**Action item:** Below are the entries; return every line among them that holds the word "unparseable".

**Material provided:**
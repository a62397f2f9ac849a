//! DNS transport: UDP datagrams and length-prefixed TCP
//!
//! Each datagram is parsed once and handed to the handler; unparseable
//! input is dropped silently (trace level). TCP frames messages with a
//! 2-byte big-endian length, allows 10 s of idleness, and closes after one
//! reply. EDNS is not supported: OPT records in requests are ignored and
//! never echoed.

use std::io;
use std::net::SocketAddr;
use std::sync::Arc;
use std::time::Duration;

use hickory_proto::op::{Message, ResponseCode};
use tokio::io::{AsyncReadExt, AsyncWriteExt};
use tokio::net::{TcpListener, TcpStream, UdpSocket};
use tokio::time::timeout;
use tracing::{debug, info, trace, warn};

use pendingdns_common::observability::metrics;
use pendingdns_common::types::{Proto, QuerySource};

use super::handler::DnsHandler;

/// Largest UDP payload we ever send; EDNS is unsupported so the classic
/// limit applies.
const MAX_UDP_RESPONSE: usize = 512;

/// Receive buffer for datagrams.
const UDP_RECV_BUF: usize = 4096;

/// Idle budget for a TCP client to deliver its query.
const TCP_IDLE_TIMEOUT: Duration = Duration::from_secs(10);

/// Run the UDP responder on one bound socket.
pub async fn run_udp(handler: Arc<DnsHandler>, addr: SocketAddr) -> io::Result<()> {
    let socket = Arc::new(UdpSocket::bind(addr).await?);
    info!(addr = %addr, "DNS UDP listener started");

    let mut buf = [0u8; UDP_RECV_BUF];
    loop {
        let (len, peer) = match socket.recv_from(&mut buf).await {
            Ok(received) => received,
            Err(e) => {
                warn!(error = %e, "UDP receive failed");
                continue;
            }
        };
        let data = buf[..len].to_vec();
        let socket = socket.clone();
        let handler = handler.clone();

        tokio::spawn(async move {
            let request = match Message::from_vec(&data) {
                Ok(request) => request,
                Err(e) => {
                    trace!(peer = %peer, error = %e, "dropping unparseable datagram");
                    return;
                }
            };
            let src = QuerySource {
                proto: Proto::Udp,
                address: peer.ip(),
                port: peer.port(),
            };
            let response = handler.handle(&request, src).await;
            record_query(&request, &response, Proto::Udp);

            let bytes = match response.to_vec() {
                Ok(bytes) => bytes,
                Err(e) => {
                    warn!(peer = %peer, error = %e, "response serialization failed");
                    return;
                }
            };

            // Too big for the wire: send an empty authoritative reply and
            // let the client retry over TCP.
            let bytes = if bytes.len() > MAX_UDP_RESPONSE {
                debug!(peer = %peer, size = bytes.len(), "response over UDP budget; sending empty reply");
                match empty_reply(&request).to_vec() {
                    Ok(bytes) => bytes,
                    Err(_) => return,
                }
            } else {
                bytes
            };

            if let Err(e) = socket.send_to(&bytes, peer).await {
                debug!(peer = %peer, error = %e, "UDP send failed");
            }
        });
    }
}

/// Run the TCP responder: 2-byte big-endian framing, one exchange per
/// connection.
pub async fn run_tcp(handler: Arc<DnsHandler>, addr: SocketAddr) -> io::Result<()> {
    let listener = TcpListener::bind(addr).await?;
    info!(addr = %addr, "DNS TCP listener started");

    loop {
        let (stream, peer) = match listener.accept().await {
            Ok(accepted) => accepted,
            Err(e) => {
                warn!(error = %e, "TCP accept failed");
                continue;
            }
        };
        let handler = handler.clone();
        tokio::spawn(async move {
            if let Err(e) = serve_tcp_client(handler, stream, peer).await {
                debug!(peer = %peer, error = %e, "TCP exchange ended with error");
            }
        });
    }
}

async fn serve_tcp_client(
    handler: Arc<DnsHandler>,
    mut stream: TcpStream,
    peer: SocketAddr,
) -> io::Result<()> {
    let data = match timeout(TCP_IDLE_TIMEOUT, read_frame(&mut stream)).await {
        Ok(result) => result?,
        Err(_) => {
            trace!(peer = %peer, "TCP client idle; closing");
            return Ok(());
        }
    };

    let request = match Message::from_vec(&data) {
        Ok(request) => request,
        Err(e) => {
            trace!(peer = %peer, error = %e, "dropping unparseable TCP message");
            return Ok(());
        }
    };
    let src = QuerySource {
        proto: Proto::Tcp,
        address: peer.ip(),
        port: peer.port(),
    };
    let response = handler.handle(&request, src).await;
    record_query(&request, &response, Proto::Tcp);
    let bytes = response
        .to_vec()
        .map_err(|e| io::Error::new(io::ErrorKind::InvalidData, e))?;

    stream.write_all(&(bytes.len() as u16).to_be_bytes()).await?;
    stream.write_all(&bytes).await?;
    stream.shutdown().await?;
    Ok(())
}

async fn read_frame(stream: &mut TcpStream) -> io::Result<Vec<u8>> {
    let mut len_buf = [0u8; 2];
    stream.read_exact(&mut len_buf).await?;
    let len = u16::from_be_bytes(len_buf) as usize;
    let mut data = vec![0u8; len];
    stream.read_exact(&mut data).await?;
    Ok(data)
}

fn record_query(request: &Message, response: &Message, proto: Proto) {
    let qtype = request
        .queries()
        .first()
        .map(|query| query.query_type().to_string())
        .unwrap_or_else(|| "NONE".to_string());
    let outcome = if response.response_code() == ResponseCode::Refused {
        "refused"
    } else if response.answers().is_empty() {
        "empty"
    } else {
        "answered"
    };
    metrics()
        .dns_queries
        .with_label_values(&[&proto.to_string(), &qtype, outcome])
        .inc();
}

/// Header-only authoritative response used when the real answer exceeds the
/// UDP budget.
fn empty_reply(request: &Message) -> Message {
    use hickory_proto::op::MessageType;

    let mut response = Message::new();
    response.set_id(request.id());
    response.set_message_type(MessageType::Response);
    response.set_op_code(request.op_code());
    response.set_authoritative(true);
    for query in request.queries() {
        response.add_query(query.clone());
    }
    response
}

#[cfg(test)]
mod tests {
    use super::*;
    use hickory_proto::op::{MessageType, OpCode, Query};
    use hickory_proto::rr::{Name, RecordType};

    #[test]
    fn test_empty_reply_mirrors_request() {
        let mut request = Message::new();
        request.set_id(777);
        request.set_message_type(MessageType::Query);
        request.set_op_code(OpCode::Query);
        request.add_query(Query::query(
            Name::from_ascii("big.example.com.").unwrap(),
            RecordType::TXT,
        ));

        let reply = empty_reply(&request);
        assert_eq!(reply.id(), 777);
        assert!(reply.authoritative());
        assert_eq!(reply.queries().len(), 1);
        assert!(reply.answers().is_empty());
    }
}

**Response to this exercise:**
//! Each datagram is parsed once and handed to the handler; unparseable
                    trace!(peer = %peer, error = %e, "dropping unparseable datagram");
            trace!(peer = %peer, error = %e, "dropping unparseable TCP message");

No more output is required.